Hermione espantou-se:
- Quer dizer que ela pediu a cabana emprestada para alguém?
- Não.- Um meio sorriso estampou-se no rosto de Harry, enquanto ele respondia: - A cabana me pertence.
- Oh- Hermione assentiu, num sussuro.- Então foi a você que ela pediu...
- Errou novamente, senhorita- Harry retrucou, num tom irônico.- Mamãe não me pediu nada. Esse é bem o estilo dela, saba? Mamãe tem um coração maior que o mundo. E acha que todos, sem exceção, devem se contagiar com sua generosidade. Em outras palavras, ela costuma dispor de meus bens,como os de seus amigos, com a maior tranquilidade.

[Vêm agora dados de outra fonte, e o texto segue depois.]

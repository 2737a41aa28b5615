//! 画像の取得元

use crate::error::{PaperfoldError, Result};
use crate::location::{is_remote, join_url};
use futures::future::{BoxFuture, FutureExt};
use std::path::PathBuf;
use std::sync::Arc;

/// 画像バイト列の取得
pub trait ImageSource: Send + Sync {
    fn fetch(&self, location: String) -> BoxFuture<'static, Result<Vec<u8>>>;
}

/// ローカルディレクトリから読む
#[derive(Debug, Clone)]
pub struct FsImageSource {
    root: PathBuf,
}

impl FsImageSource {
    pub fn new(root: impl Into<PathBuf>) -> Self {
        Self { root: root.into() }
    }
}

impl ImageSource for FsImageSource {
    fn fetch(&self, location: String) -> BoxFuture<'static, Result<Vec<u8>>> {
        let path = self.root.join(location.trim_start_matches('/'));
        async move { tokio::fs::read(path).await.map_err(PaperfoldError::from) }.boxed()
    }
}

/// HTTP(S)で取得する
#[derive(Debug, Clone)]
pub struct HttpImageSource {
    client: reqwest::Client,
    base_url: String,
}

impl HttpImageSource {
    pub fn new(base_url: impl Into<String>) -> Self {
        Self {
            client: reqwest::Client::new(),
            base_url: base_url.into(),
        }
    }
}

impl ImageSource for HttpImageSource {
    fn fetch(&self, location: String) -> BoxFuture<'static, Result<Vec<u8>>> {
        let client = self.client.clone();
        let url = join_url(&self.base_url, &location);
        async move {
            let response = client.get(&url).send().await?.error_for_status()?;
            Ok::<_, PaperfoldError>(response.bytes().await?.to_vec())
        }
        .boxed()
    }
}

/// `data_root` に応じた取得元
pub fn image_source_for(data_root: &str) -> Arc<dyn ImageSource> {
    if is_remote(data_root) {
        Arc::new(HttpImageSource::new(data_root))
    } else {
        Arc::new(FsImageSource::new(data_root))
    }
}
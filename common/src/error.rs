//! エラー型定義

use thiserror::Error;

/// 共通エラー型
#[derive(Error, Debug)]
pub enum Error {
    #[error("IO error: {0}")]
    Io(#[from] std::io::Error),

    #[error("JSON error: {0}")]
    Json(#[from] serde_json::Error),

    #[error("Parse error: {0}")]
    Parse(String),

    #[error("Unknown question set: {0}")]
    UnknownSet(String),
}

/// Result型エイリアス
pub type Result<T> = std::result::Result<T, Error>;
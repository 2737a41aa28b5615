//! 画像キャッシュモジュール
//!
//! 取得・デコード済みの画像を最大 `max_size` 枚まで保持する。
//! 満杯時は最後のアクセスが最も古いものから追い出す（厳密なLRU）。
//!
//! - 同じパスの同時読み込みは1回の取得にまとめる
//! - 取得失敗はプレースホルダーを返し、キャッシュには入れない
//! - 先読みはバックグラウンドタスクで行い、呼び出し元を待たせない

mod handle;
mod source;

pub use handle::ImageHandle;
pub use source::{image_source_for, FsImageSource, HttpImageSource, ImageSource};

use crate::config::CacheConfig;
use futures::future::{join_all, BoxFuture, FutureExt, Shared};
use paperfold_common::Item;
use serde::Serialize;
use std::collections::{BTreeMap, HashMap};
use std::sync::{Arc, Mutex, MutexGuard};
use tokio::task::JoinHandle;
use tracing::{debug, warn};

type LoadFuture = Shared<BoxFuture<'static, Option<ImageHandle>>>;

/// キャッシュの状態（表示・診断用）
#[derive(Debug, Clone, PartialEq, Eq, Serialize)]
#[serde(rename_all = "camelCase")]
pub struct CacheStatus {
    pub size: usize,
    pub max_size: usize,
    pub usage_percentage: usize,
    /// 古い順
    pub access_order: Vec<String>,
    pub in_flight: usize,
}

struct Entry {
    handle: ImageHandle,
    tick: u64,
}

#[derive(Default)]
struct CacheState {
    entries: HashMap<String, Entry>,
    /// アクセス時刻 → パス（先頭が最古）
    order: BTreeMap<u64, String>,
    tick: u64,
    in_flight: HashMap<String, LoadFuture>,
}

impl CacheState {
    fn touch(&mut self, path: &str) -> Option<ImageHandle> {
        self.tick += 1;
        let tick = self.tick;
        let entry = self.entries.get_mut(path)?;
        self.order.remove(&entry.tick);
        entry.tick = tick;
        self.order.insert(tick, path.to_string());
        Some(entry.handle.clone())
    }

    fn insert(&mut self, path: &str, handle: ImageHandle, max_size: usize) {
        if self.touch(path).is_some() {
            return;
        }
        while self.entries.len() >= max_size {
            let Some((_, victim)) = self.order.pop_first() else {
                break;
            };
            self.entries.remove(&victim);
            debug!(path = %victim, "キャッシュから追い出し");
        }
        self.tick += 1;
        self.order.insert(self.tick, path.to_string());
        self.entries.insert(
            path.to_string(),
            Entry {
                handle,
                tick: self.tick,
            },
        );
    }
}

struct Inner {
    source: Arc<dyn ImageSource>,
    max_size: usize,
    batch_size: usize,
    placeholder: ImageHandle,
    state: Mutex<CacheState>,
}

/// 画像キャッシュ（クローンは同じキャッシュを共有）
#[derive(Clone)]
pub struct ImageCache {
    inner: Arc<Inner>,
}

impl std::fmt::Debug for ImageCache {
    fn fmt(&self, f: &mut std::fmt::Formatter<'_>) -> std::fmt::Result {
        f.debug_struct("ImageCache")
            .field("max_size", &self.inner.max_size)
            .field("len", &self.len())
            .finish()
    }
}

impl ImageCache {
    pub fn new(source: Arc<dyn ImageSource>, config: &CacheConfig) -> Self {
        Self {
            inner: Arc::new(Inner {
                source,
                max_size: config.max_cache_size.max(1),
                batch_size: config.batch_size.max(1),
                placeholder: ImageHandle::placeholder(),
                state: Mutex::new(CacheState::default()),
            }),
        }
    }

    fn state(&self) -> MutexGuard<'_, CacheState> {
        self.inner
            .state
            .lock()
            .unwrap_or_else(|poisoned| poisoned.into_inner())
    }

    /// キャッシュ済みなら返す（I/Oなし、アクセス順を更新）
    pub fn get(&self, path: &str) -> Option<ImageHandle> {
        self.state().touch(path)
    }

    /// キャッシュ済みか（アクセス順は変えない）
    pub fn contains(&self, path: &str) -> bool {
        self.state().entries.contains_key(path)
    }

    pub fn len(&self) -> usize {
        self.state().entries.len()
    }

    pub fn is_empty(&self) -> bool {
        self.len() == 0
    }

    pub fn placeholder(&self) -> ImageHandle {
        self.inner.placeholder.clone()
    }

    /// 画像を読み込む
    ///
    /// 読み込み中の同じパスがあればその完了を待つ。失敗時はプレースホルダー
    pub async fn load(&self, path: &str) -> ImageHandle {
        let pending = {
            let mut state = self.state();
            if let Some(handle) = state.touch(path) {
                return handle;
            }
            match state.in_flight.get(path) {
                Some(pending) => pending.clone(),
                None => {
                    let pending = fetch_and_decode(self.inner.source.clone(), path.to_string())
                        .boxed()
                        .shared();
                    state.in_flight.insert(path.to_string(), pending.clone());
                    pending
                }
            }
        };

        let loaded = pending.clone().await;

        let mut state = self.state();
        if state
            .in_flight
            .get(path)
            .map(|current| current.ptr_eq(&pending))
            .unwrap_or(false)
        {
            state.in_flight.remove(path);
        }

        match loaded {
            Some(handle) => {
                state.insert(path, handle.clone(), self.inner.max_size);
                handle
            }
            None => self.inner.placeholder.clone(),
        }
    }

    /// `center` の前後 `radius` 問を先読み
    ///
    /// 近い順に `batch_size` 枚ずつ取得する。tokioランタイム外では何もしない
    pub fn preload_range(&self, items: &[Item], center: usize, radius: usize) -> Prefetch {
        let paths = neighbour_indices(items.len(), center, radius)
            .into_iter()
            .map(|i| items[i].image_path.clone())
            .collect();
        self.preload(paths)
    }

    /// 指定順に先読み（キャッシュ済みは除く）
    pub fn preload(&self, paths: Vec<String>) -> Prefetch {
        let paths: Vec<String> = paths.into_iter().filter(|path| !self.contains(path)).collect();
        if paths.is_empty() {
            return Prefetch { task: None };
        }

        let Ok(runtime) = tokio::runtime::Handle::try_current() else {
            debug!("ランタイム外のため先読みをスキップ");
            return Prefetch { task: None };
        };

        let cache = self.clone();
        let batch_size = self.inner.batch_size;
        let task = runtime.spawn(async move {
            for batch in paths.chunks(batch_size) {
                join_all(batch.iter().map(|path| cache.load(path))).await;
            }
        });

        Prefetch { task: Some(task) }
    }

    pub fn status(&self) -> CacheStatus {
        let state = self.state();
        let size = state.entries.len();
        CacheStatus {
            size,
            max_size: self.inner.max_size,
            usage_percentage: (size * 100 + self.inner.max_size / 2) / self.inner.max_size,
            access_order: state.order.values().cloned().collect(),
            in_flight: state.in_flight.len(),
        }
    }

    pub fn clear(&self) {
        let mut state = self.state();
        state.entries.clear();
        state.order.clear();
    }
}

/// 先読みタスク
#[derive(Debug)]
pub struct Prefetch {
    task: Option<JoinHandle<()>>,
}

impl Prefetch {
    /// 先読み対象が無かった
    pub fn is_noop(&self) -> bool {
        self.task.is_none()
    }

    /// 先読み完了まで待つ
    pub async fn join(self) {
        if let Some(task) = self.task {
            if let Err(e) = task.await {
                warn!(error = %e, "先読みタスクが異常終了");
            }
        }
    }
}

/// `center` を除く前後 `radius` 件のインデックス（近い順、前が先）
pub(crate) fn neighbour_indices(len: usize, center: usize, radius: usize) -> Vec<usize> {
    let mut indices = Vec::new();
    for distance in 1..=radius {
        if let Some(before) = center.checked_sub(distance) {
            if before < len {
                indices.push(before);
            }
        }
        if let Some(after) = center.checked_add(distance) {
            if after < len {
                indices.push(after);
            }
        }
    }
    indices
}

async fn fetch_and_decode(source: Arc<dyn ImageSource>, path: String) -> Option<ImageHandle> {
    let bytes = match source.fetch(path.clone()).await {
        Ok(bytes) => bytes,
        Err(e) => {
            warn!(path = %path, error = %e, "画像の取得に失敗");
            return None;
        }
    };

    match tokio::task::spawn_blocking(move || image::load_from_memory(&bytes)).await {
        Ok(Ok(image)) => {
            debug!(path = %path, "画像を読み込みました");
            Some(ImageHandle::decoded(image))
        }
        Ok(Err(e)) => {
            warn!(path = %path, error = %e, "画像のデコードに失敗");
            None
        }
        Err(e) => {
            warn!(path = %path, error = %e, "デコードタスクが異常終了");
            None
        }
    }
}

#[cfg(test)]
mod tests {
    use super::*;

    #[test]
    fn test_neighbour_indices_nearest_first() {
        assert_eq!(neighbour_indices(10, 5, 2), vec![4, 6, 3, 7]);
        assert_eq!(neighbour_indices(10, 0, 2), vec![1, 2]);
        assert_eq!(neighbour_indices(3, 2, 5), vec![1, 0]);
        assert!(neighbour_indices(0, 0, 5).is_empty());
        assert!(neighbour_indices(10, 5, 0).is_empty());
    }

    #[test]
    fn test_state_evicts_least_recent() {
        let mut state = CacheState::default();
        let handle = ImageHandle::placeholder();
        state.insert("a", handle.clone(), 2);
        state.insert("b", handle.clone(), 2);
        state.touch("a");
        state.insert("c", handle, 2);

        assert!(state.entries.contains_key("a"));
        assert!(!state.entries.contains_key("b"));
        assert_eq!(state.order.values().cloned().collect::<Vec<_>>(), vec!["a", "c"]);
    }
}
//! Paper Folding Common Library
//!
//! セッションエンジンと各フロントエンドで共有される型と純粋ロジック
//! （I/Oを含まない）

pub mod types;
pub mod error;
pub mod random;
pub mod stratify;
pub mod select;
pub mod catalog;
pub mod score;

pub use types::{
    Choice, CompletionRule, FilterKey, Item, ItemSet, SessionDescriptor, SessionMode, TaskVariant,
};
pub use error::{Error, Result};
pub use random::{next_from, shuffle, SeededRandom};
pub use stratify::{Stratifier, Task1Layout, Task2Layout, Task3Layout};
pub use select::{build_base_set, catalog_fingerprint, filter_view};
pub use catalog::{build_items, parse_jsonl, parse_question_sets, CatalogRecord, QuestionSet};
pub use score::{score, ItemOutcome, TestResult};
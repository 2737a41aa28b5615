//! デコード済み画像のハンドル

use base64::Engine;
use image::DynamicImage;
use std::sync::Arc;

/// 読み込み失敗時に表示するSVG
const PLACEHOLDER_SVG: &str = concat!(
    r##"<svg width="200" height="200" xmlns="http://www.w3.org/2000/svg">"##,
    r##"<rect width="100%" height="100%" fill="#f0f0f0"/>"##,
    r##"<text x="50%" y="50%" font-family="sans-serif" font-size="14" fill="#999" "##,
    r##"text-anchor="middle" dy=".3em">画像を読み込めませんでした</text></svg>"##,
);

#[derive(Debug)]
enum ImageData {
    Decoded(DynamicImage),
    Placeholder { data_uri: String },
}

/// 画像ハンドル（クローンは参照カウントのみ）
#[derive(Debug, Clone)]
pub struct ImageHandle {
    data: Arc<ImageData>,
}

impl ImageHandle {
    pub(crate) fn decoded(image: DynamicImage) -> Self {
        Self {
            data: Arc::new(ImageData::Decoded(image)),
        }
    }

    /// プレースホルダー（キャッシュごとに1つだけ作る）
    pub(crate) fn placeholder() -> Self {
        let encoded = base64::engine::general_purpose::STANDARD.encode(PLACEHOLDER_SVG);
        Self {
            data: Arc::new(ImageData::Placeholder {
                data_uri: format!("data:image/svg+xml;base64,{}", encoded),
            }),
        }
    }

    pub fn is_placeholder(&self) -> bool {
        matches!(*self.data, ImageData::Placeholder { .. })
    }

    pub fn image(&self) -> Option<&DynamicImage> {
        match &*self.data {
            ImageData::Decoded(image) => Some(image),
            ImageData::Placeholder { .. } => None,
        }
    }

    /// (幅, 高さ)。プレースホルダーはNone
    pub fn dimensions(&self) -> Option<(u32, u32)> {
        self.image().map(|img| (img.width(), img.height()))
    }

    /// プレースホルダーのdata URI
    pub fn data_uri(&self) -> Option<&str> {
        match &*self.data {
            ImageData::Placeholder { data_uri } => Some(data_uri),
            ImageData::Decoded(_) => None,
        }
    }

    /// 同じ画像を指しているか
    pub fn ptr_eq(a: &Self, b: &Self) -> bool {
        Arc::ptr_eq(&a.data, &b.data)
    }
}

#[cfg(test)]
mod tests {
    use super::*;

    #[test]
    fn test_placeholder_data_uri() {
        let handle = ImageHandle::placeholder();
        assert!(handle.is_placeholder());
        assert!(handle.dimensions().is_none());
        let uri = handle.data_uri().unwrap();
        assert!(uri.starts_with("data:image/svg+xml;base64,"));

        let payload = uri.trim_start_matches("data:image/svg+xml;base64,");
        let svg = base64::engine::general_purpose::STANDARD.decode(payload).unwrap();
        assert_eq!(String::from_utf8(svg).unwrap(), PLACEHOLDER_SVG);
    }

    #[test]
    fn test_decoded_handle() {
        let handle = ImageHandle::decoded(DynamicImage::new_rgb8(4, 3));
        assert!(!handle.is_placeholder());
        assert_eq!(handle.dimensions(), Some((4, 3)));
        assert!(ImageHandle::ptr_eq(&handle, &handle.clone()));
        assert!(!ImageHandle::ptr_eq(&handle, &ImageHandle::placeholder()));
    }
}
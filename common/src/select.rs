//! 出題セット選択モジュール
//!
//! カタログから「折り回数 → 形状」の2段階で層別化し、
//! シード付きシャッフルで各層から均等に選ぶ。
//!
//! 形状の問題数が足りない場合はある分だけ取り、
//! 不足分を他の形状へ再配分しない（目標数を下回ることがある）。

use crate::random::shuffle;
use crate::types::{FilterKey, Item};
use sha2::{Digest, Sha256};
use std::collections::{BTreeMap, HashSet};

/// 同一性キーで重複除去（先勝ち、順序維持）
pub fn dedup_items(items: &[Item]) -> Vec<Item> {
    let mut seen = HashSet::new();
    items
        .iter()
        .filter(|item| seen.insert(item.key().to_string()))
        .cloned()
        .collect()
}

/// `total` を `parts` 個に分け、余りを先頭から1つずつ配る
fn split_evenly(total: usize, parts: usize, index: usize) -> usize {
    if parts == 0 {
        return 0;
    }
    total / parts + usize::from(index < total % parts)
}

/// 1つの折り回数区分から形状バランスを取って選ぶ
///
/// 形状はソート順に並べ、`seed + 形状インデックス` でシャッフルして先頭から取る
pub fn select_with_shape_balance(items: &[Item], target: usize, seed: u64) -> Vec<Item> {
    if items.is_empty() || target == 0 {
        return Vec::new();
    }

    let mut groups: BTreeMap<&str, Vec<Item>> = BTreeMap::new();
    for item in items {
        groups.entry(item.shape.as_str()).or_default().push(item.clone());
    }

    let shape_count = groups.len();
    let mut selected = Vec::with_capacity(target);

    for (index, group) in groups.values().enumerate() {
        let count = split_evenly(target, shape_count, index);
        let shuffled = shuffle(group, seed.wrapping_add(index as u64));
        selected.extend(shuffled.into_iter().take(count));
    }

    selected
}

/// 基本出題セットを生成
///
/// # Arguments
/// * `items` - カタログ全体（形状・折り回数は抽出済み）
/// * `seed` - シード
/// * `target` - 目標問題数
/// * `buckets` - 有効な折り回数区分
///
/// # Returns
/// 同じ入力なら常に同じ順序・同じ内容の問題列
pub fn build_base_set(items: &[Item], seed: u64, target: usize, buckets: &[u32]) -> Vec<Item> {
    let unique = dedup_items(items);

    let mut by_steps: BTreeMap<u32, Vec<Item>> = BTreeMap::new();
    for item in unique {
        if buckets.contains(&item.steps) {
            by_steps.entry(item.steps).or_default().push(item);
        }
    }

    let bucket_count = by_steps.len();
    let mut selected = Vec::with_capacity(target);

    for (index, bucket_items) in by_steps.values().enumerate() {
        let bucket_target = split_evenly(target, bucket_count, index);
        selected.extend(select_with_shape_balance(bucket_items, bucket_target, seed));
    }

    shuffle(&selected, seed)
}

/// 基本セットから絞り込み（基本セットの順序を維持）
pub fn filter_view(base: &[Item], key: FilterKey) -> Vec<Item> {
    match key {
        FilterKey::All => base.to_vec(),
        FilterKey::Steps(steps) => base.iter().filter(|i| i.steps == steps).cloned().collect(),
    }
}

/// カタログの指紋（保存済みセットが別カタログ由来でないか確認する）
pub fn catalog_fingerprint(items: &[Item]) -> String {
    let mut hasher = Sha256::new();
    for item in items {
        hasher.update(item.key().as_bytes());
        hasher.update([0u8]);
        hasher.update(item.image_path.as_bytes());
        hasher.update([0u8]);
        hasher.update(item.answer.map(|c| c.as_str()).unwrap_or("-").as_bytes());
        hasher.update([b'\n']);
    }
    hex::encode(hasher.finalize())
}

Hermione quis dizer algo, mas não conseguiu. Agora começava a compreender a evidente má vontade de Harry, com relação a ele e o pequeno Jamie. A verdade era que ele os considerava como intrusos... E tinha toda razão de sentir-se assim.
- No mês passado por exemplo...- Harry continuou.- Mamãe cedeu uma de minhas vacas leiteiras para o orfanato de uma cidade vizinha a Kananaskis... Tudo isso porque a vaca leiteira deles estava com problemas. E se você pensa que ela me consultou sobre o assunto, antes de agir... Está muito enganada.
Antes que Hermione fizesse algum comentário, Jamie exclamou:
- Veja, titia! Lá está a nossa cabana...- Voltando-se para Harry, pediu sua confirmação:- Acertei, Sr. Potter?
-Sim- ele respondeu, tomando uma alameda de cascalho que conduzia a um pequeno pátio cimentado.
No centro do pátio, erguia-se a cabana de madeira roliça que mais parecia uma pintura... Pendendo da encosta da montanha, cujo cume se perdia nas nuvens, a cabana parecia acolhedora, a depeito do aspecto extremamente rústico.
- Não se assuste com a aparência- Harry recomendou, sem olhar para Hermione.- Apesar de construida com madeiras roliças, a cabana possui um sistema de vedação bastante eficiente. Tomei essa providência alguns anos atrás, para torná-la mais confortável, durante o inverno.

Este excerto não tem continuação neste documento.